Revolution has in the works a Phase I/Ib trial of RMC-6236 in combination with another investigational RAS(ON) inhibitor, RMC-6291, and is planning to continue studying RMC-6291 as a single agent in patients with KRAS G12C-mutant solid tumors. Revolution expects to present clinical activity data for RMC-6236 at the European Society of Medical Oncology's annual meeting and initial clinical findings on RMC-6291 at the 2023 AACR-NCI-EORTC International Conference on molecular targets and cancer therapeutics, both in October.

Goldsmith said that Revolution and EQRx timed the closing of the acquisition in November to fall shortly after those presentations at the end of October to take advantage of expected positive readouts in the pricing of the deal.

"[The transaction] is designed such that 80 percent of the stock exchange rate will be determined in close proximity to the shareholder votes, and those shareholder votes won't occur until after the data are disclosed," Goldsmith said. "What we've effectively done is we've secured access to a billion dollars by achieving a commitment by EQRx to participate in this transaction … but it largely gets priced later."

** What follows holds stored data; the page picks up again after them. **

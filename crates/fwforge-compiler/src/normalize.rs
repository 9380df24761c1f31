//! Output normalization for regression testing.
//!
//! Compiled output is byte-stable except for three volatile token classes:
//! the generation timestamp, the compiler version, and generated chain
//! names (which embed rule positions and counters). The normalizer
//! substitutes stable placeholders so two compiles can be diffed.

use regex::Regex;

/// Replace volatile tokens with `TIMESTAMP`, `VERSION` and `CHAIN`, and
/// strip trailing whitespace per line.
pub fn normalize(text: &str) -> String {
    let header = Regex::new(r"(?m)^(# Generated by fwforge) \S+ (on) .+$").unwrap();
    // Names minted by ChainRegistry::fresh_chain: base_hint_position_counter,
    // possibly hash-truncated.
    let chain = Regex::new(r"\b[A-Za-z0-9_]+_(?:neg|log|opt|itf|o)_\d+_\d+(?:_[0-9a-f]{6})?\b")
        .unwrap();

    let text = header.replace_all(text, "$1 VERSION $2 TIMESTAMP");
    let text = chain.replace_all(&text, "CHAIN");
    text.lines()
        .map(str::trim_end)
        .collect::<Vec<_>>()
        .join("\n")
        + "\n"
}

#[cfg(test)]
mod tests {
    use super::*;

    #[test]
    fn header_tokens_are_replaced() {
        let input = "# Generated by fwforge 0.4.1 on 2026-08-01 12:00:00\nfoo\n";
        let got = normalize(input);
        assert_eq!(got, "# Generated by fwforge VERSION on TIMESTAMP\nfoo\n");
    }

    #[test]
    fn generated_chain_names_are_replaced() {
        let input = "$IPTABLES -N Policy_neg_2_0\n$IPTABLES -A FORWARD -j Policy_neg_2_0\n";
        let got = normalize(input);
        assert_eq!(got, "$IPTABLES -N CHAIN\n$IPTABLES -A FORWARD -j CHAIN\n");
    }

    #[test]
    fn trailing_whitespace_is_stripped() {
        assert_eq!(normalize("a  \nb\t\n"), "a\nb\n");
    }

    #[test]
    fn normalized_outputs_compare_equal() {
        let a = "# Generated by fwforge 0.4.1 on 2026-01-01\n-A INPUT -j Policy_log_0_3\n";
        let b = "# Generated by fwforge 0.5.0 on 2027-06-15\n-A INPUT -j Policy_log_0_7\n";
        assert_eq!(normalize(a), normalize(b));
    }
}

Goldsmith also addressed Revolution's intentions for EQRx's pipeline and staff. "In line with our continued prioritization and focus of our resources on novel drug mechanisms of action targeting RAS-addicted cancers, we do not intend to advance EQRx's research and development portfolio," Goldsmith said. "EQRx will commence a process to wind down these programs, and we will work with EQRx to help ensure the well-being of patients and respectful treatment of any affected EQRx employees."

Guggenheim Securities is Revolution Medicines' financial adviser in the deal, and Latham & Watkins is its legal counsel. EQRx has engaged Goldman Sachs as lead financial adviser, MTS Health Partners as financial adviser, and Goodwin Procter as legal counsel.